Assignment
Print each entry word for word.

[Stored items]
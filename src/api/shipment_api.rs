// ==========================================
// 物流管理系统 - 发运 API
// ==========================================
// 职责: 发运行 / 发运文件写入的直通转发，
//       以及向订单跟踪协作方批量回写履约结果
// ==========================================

use std::sync::Arc;

use crate::api::error::{require_positive_id, ApiError, ApiResult};
use crate::domain::shipment::{ShipmentFileInfo, ShippedLineItem};
use crate::repository::order_repo::OrderTracking;
use crate::repository::shipment_repo::ShipmentRepository;

/// 发运API
pub struct ShipmentApi {
    shipment_repo: Arc<ShipmentRepository>,
    order_tracking: Arc<dyn OrderTracking>,
}

impl ShipmentApi {
    pub fn new(shipment_repo: Arc<ShipmentRepository>, order_tracking: Arc<dyn OrderTracking>) -> Self {
        Self {
            shipment_repo,
            order_tracking,
        }
    }

    pub fn insert_shipped_line_item(&self, item: &ShippedLineItem) -> ApiResult<i64> {
        Ok(self.shipment_repo.insert_shipped_line_item(item)?)
    }

    pub fn insert_shipment_file_info(&self, info: &ShipmentFileInfo) -> ApiResult<i64> {
        let id = self.shipment_repo.insert_shipment_file_info(info)?;
        tracing::info!(shipment_id = id, success = info.is_success(), "发运文件已登记: {}", info.file_name);
        Ok(id)
    }

    /// 批量回写订单的履约标记与发运文件 id
    ///
    /// # 参数
    /// - order_ids: 订单 id 列表（为空时不做任何修改）
    /// - shipment_file_info: 已写入的发运文件（须带 id）
    ///
    /// # 返回
    /// - Ok(usize): 更新的订单数；整批成功才返回
    /// - Err: 整批失败（协作方已回滚），调用方需整批重试
    pub fn update_fulfilled_flag_and_shipment_id_for_orders(
        &self,
        order_ids: &[i64],
        shipment_file_info: &ShipmentFileInfo,
    ) -> ApiResult<usize> {
        if order_ids.is_empty() {
            tracing::debug!("订单列表为空，跳过履约回写");
            return Ok(0);
        }

        let shipment_id = shipment_file_info.id.ok_or_else(|| {
            ApiError::ValidationError("发运文件缺少 id，需先写入发运文件".to_string())
        })?;

        let updated = self
            .order_tracking
            .update_fulfilled_and_shipment_id_for_orders(
                order_ids,
                shipment_file_info.is_success(),
                shipment_id,
            )
            .map_err(|e| {
                tracing::warn!(shipment_id, orders = order_ids.len(), "订单履约回写失败(整批): {}", e);
                ApiError::from(e)
            })?;

        tracing::info!(shipment_id, updated, "订单履约回写完成");
        Ok(updated)
    }

    pub fn get_shipped_line_item_by_order_id(&self, order_id: i64) -> ApiResult<Option<ShippedLineItem>> {
        require_positive_id("orderId", order_id)?;
        Ok(self.shipment_repo.get_shipped_line_item_by_order_id(order_id)?)
    }

    pub fn update_shipped_line_item(&self, item: &ShippedLineItem) -> ApiResult<()> {
        Ok(self.shipment_repo.update_shipped_line_item(item)?)
    }
}
// ==========================================
// 物流管理系统 - 冰箱登记 API
// ==========================================
// 职责: 机构冰箱登记与查询
// ==========================================

use std::sync::Arc;

use crate::api::error::{require_positive_id, ApiError, ApiResult};
use crate::domain::refrigerator::Refrigerator;
use crate::repository::directory_repo::FacilityDirectory;
use crate::repository::refrigerator_repo::RefrigeratorRepository;

/// 冰箱登记API
pub struct RefrigeratorApi {
    repo: Arc<RefrigeratorRepository>,
    facilities: Arc<dyn FacilityDirectory>,
}

impl RefrigeratorApi {
    pub fn new(repo: Arc<RefrigeratorRepository>, facilities: Arc<dyn FacilityDirectory>) -> Self {
        Self { repo, facilities }
    }

    /// 登记冰箱
    ///
    /// # 返回
    /// - Ok(Refrigerator): 带生成 id 的冰箱
    /// - Err(ApiError::NotFound): 机构不存在
    /// - Err(ApiError::StorageError): 同一机构下序列号重复
    ///
    /// 序列号去除首尾空白后入库，与 get_by_serial_number 的查询口径一致
    pub fn register(&self, refrigerator: Refrigerator) -> ApiResult<Refrigerator> {
        let serial_number = refrigerator.serial_number.trim().to_string();
        if serial_number.is_empty() {
            return Err(ApiError::InvalidInput("冰箱序列号不能为空".to_string()));
        }
        let refrigerator = Refrigerator {
            serial_number,
            ..refrigerator
        };
        require_positive_id("facilityId", refrigerator.facility_id)?;

        if !self.facilities.facility_exists(refrigerator.facility_id)? {
            return Err(ApiError::NotFound(format!(
                "Facility(id={})不存在",
                refrigerator.facility_id
            )));
        }

        let id = self.repo.insert(&refrigerator)?;
        tracing::info!(
            refrigerator_id = id,
            facility_id = refrigerator.facility_id,
            "冰箱登记完成: {}",
            refrigerator.serial_number
        );
        Ok(refrigerator.with_id(id))
    }

    /// 按 id 查询
    pub fn get_by_id(&self, id: i64) -> ApiResult<Refrigerator> {
        require_positive_id("refrigeratorId", id)?;
        self.repo
            .find_by_id(id)?
            .ok_or_else(|| ApiError::NotFound(format!("Refrigerator(id={})不存在", id)))
    }

    /// 查询机构下全部冰箱
    pub fn list_by_facility(&self, facility_id: i64) -> ApiResult<Vec<Refrigerator>> {
        require_positive_id("facilityId", facility_id)?;
        Ok(self.repo.find_by_facility_id(facility_id)?)
    }

    /// 按机构 + 序列号查询
    pub fn get_by_serial_number(&self, facility_id: i64, serial_number: &str) -> ApiResult<Refrigerator> {
        require_positive_id("facilityId", facility_id)?;
        self.repo
            .find_by_serial_number(facility_id, serial_number.trim())?
            .ok_or_else(|| {
                ApiError::NotFound(format!(
                    "Refrigerator(facilityId={}, serialNumber={})不存在",
                    facility_id, serial_number
                ))
            })
    }
}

Answer for the task
filename src/api/shipment_api.rs
// ==========================================
// 物流管理系统 - 发运 API
// ==========================================
// 职责: 发运行 / 发运文件写入的直通转发，
//       以及向订单跟踪协作方批量回写履约结果
// ==========================================

use std::sync::Arc;

use crate::api::error::{require_positive_id, ApiError, ApiResult};
use crate::domain::shipment::{ShipmentFileInfo, ShippedLineItem};
use crate::repository::order_repo::OrderTracking;
use crate::repository::shipment_repo::ShipmentRepository;

/// 发运API
pub struct ShipmentApi {
    shipment_repo: Arc<ShipmentRepository>,
    order_tracking: Arc<dyn OrderTracking>,
}

impl ShipmentApi {
    pub fn new(shipment_repo: Arc<ShipmentRepository>, order_tracking: Arc<dyn OrderTracking>) -> Self {
        Self {
            shipment_repo,
            order_tracking,
        }
    }

    pub fn insert_shipped_line_item(&self, item: &ShippedLineItem) -> ApiResult<i64> {
        Ok(self.shipment_repo.insert_shipped_line_item(item)?)
    }

    pub fn insert_shipment_file_info(&self, info: &ShipmentFileInfo) -> ApiResult<i64> {
        let id = self.shipment_repo.insert_shipment_file_info(info)?;
        tracing::info!(shipment_id = id, success = info.is_success(), "发运文件已登记: {}", info.file_name);
        Ok(id)
    }

    /// 批量回写订单的履约标记与发运文件 id
    ///
    /// # 参数
    /// - order_ids: 订单 id 列表（为空时不做任何修改）
    /// - shipment_file_info: 已写入的发运文件（须带 id）
    ///
    /// # 返回
    /// - Ok(usize): 更新的订单数；整批成功才返回
    /// - Err: 整批失败（协作方已回滚），调用方需整批重试
    pub fn update_fulfilled_flag_and_shipment_id_for_orders(
        &self,
        order_ids: &[i64],
        shipment_file_info: &ShipmentFileInfo,
    ) -> ApiResult<usize> {
        if order_ids.is_empty() {
            tracing::debug!("订单列表为空，跳过履约回写");
            return Ok(0);
        }

        let shipment_id = shipment_file_info.id.ok_or_else(|| {
            ApiError::ValidationError("发运文件缺少 id，需先写入发运文件".to_string())
        })?;

        let updated = self
            .order_tracking
            .update_fulfilled_and_shipment_id_for_orders(
                order_ids,
                shipment_file_info.is_success(),
                shipment_id,
            )
            .map_err(|e| {
                tracing::warn!(shipment_id, orders = order_ids.len(), "订单履约回写失败(整批): {}", e);
                ApiError::from(e)
            })?;

        tracing::info!(shipment_id, updated, "订单履约回写完成");
        Ok(updated)
    }

    pub fn get_shipped_line_item_by_order_id(&self, order_id: i64) -> ApiResult<Option<ShippedLineItem>> {
        require_positive_id("orderId", order_id)?;
        Ok(self.shipment_repo.get_shipped_line_item_by_order_id(order_id)?)
    }

    pub fn update_shipped_line_item(&self, item: &ShippedLineItem) -> ApiResult<()> {
        Ok(self.shipment_repo.update_shipped_line_item(item)?)
    }
}
// ==========================================
// 物流管理系统 - 冰箱登记 API
// ==========================================
// 职责: 机构冰箱登记与查询
// ==========================================

use std::sync::Arc;

use crate::api::error::{require_positive_id, ApiError, ApiResult};
use crate::domain::refrigerator::Refrigerator;
use crate::repository::directory_repo::FacilityDirectory;
use crate::repository::refrigerator_repo::RefrigeratorRepository;

/// 冰箱登记API
pub struct RefrigeratorApi {
    repo: Arc<RefrigeratorRepository>,
    facilities: Arc<dyn FacilityDirectory>,
}

impl RefrigeratorApi {
    pub fn new(repo: Arc<RefrigeratorRepository>, facilities: Arc<dyn FacilityDirectory>) -> Self {
        Self { repo, facilities }
    }

    /// 登记冰箱
    ///
    /// # 返回
    /// - Ok(Refrigerator): 带生成 id 的冰箱
    /// - Err(ApiError::NotFound): 机构不存在
    /// - Err(ApiError::StorageError): 同一机构下序列号重复
    ///
    /// 序列号去除首尾空白后入库，与 get_by_serial_number 的查询口径一致
    pub fn register(&self, refrigerator: Refrigerator) -> ApiResult<Refrigerator> {
        let serial_number = refrigerator.serial_number.trim().to_string();
        if serial_number.is_empty() {
            return Err(ApiError::InvalidInput("冰箱序列号不能为空".to_string()));
        }
        let refrigerator = Refrigerator {
            serial_number,
            ..refrigerator
        };
        require_positive_id("facilityId", refrigerator.facility_id)?;

        if !self.facilities.facility_exists(refrigerator.facility_id)? {
            return Err(ApiError::NotFound(format!(
                "Facility(id={})不存在",
                refrigerator.facility_id
            )));
        }

        let id = self.repo.insert(&refrigerator)?;
        tracing::info!(
            refrigerator_id = id,
            facility_id = refrigerator.facility_id,
            "冰箱登记完成: {}",
            refrigerator.serial_number
        );
        Ok(refrigerator.with_id(id))
    }

    /// 按 id 查询
    pub fn get_by_id(&self, id: i64) -> ApiResult<Refrigerator> {
        require_positive_id("refrigeratorId", id)?;
        self.repo
            .find_by_id(id)?
            .ok_or_else(|| ApiError::NotFound(format!("Refrigerator(id={})不存在", id)))
    }

    /// 查询机构下全部冰箱
    pub fn list_by_facility(&self, facility_id: i64) -> ApiResult<Vec<Refrigerator>> {
        require_positive_id("facilityId", facility_id)?;
        Ok(self.repo.find_by_facility_id(facility_id)?)
    }

    /// 按机构 + 序列号查询
    pub fn get_by_serial_number(&self, facility_id: i64, serial_number: &str) -> ApiResult<Refrigerator> {
        require_positive_id("facilityId", facility_id)?;
        self.repo
            .find_by_serial_number(facility_id, serial_number.trim())?
            .ok_or_else(|| {
                ApiError::NotFound(format!(
                    "Refrigerator(facilityId={}, serialNumber={})不存在",
                    facility_id, serial_number
                ))
            })
    }
}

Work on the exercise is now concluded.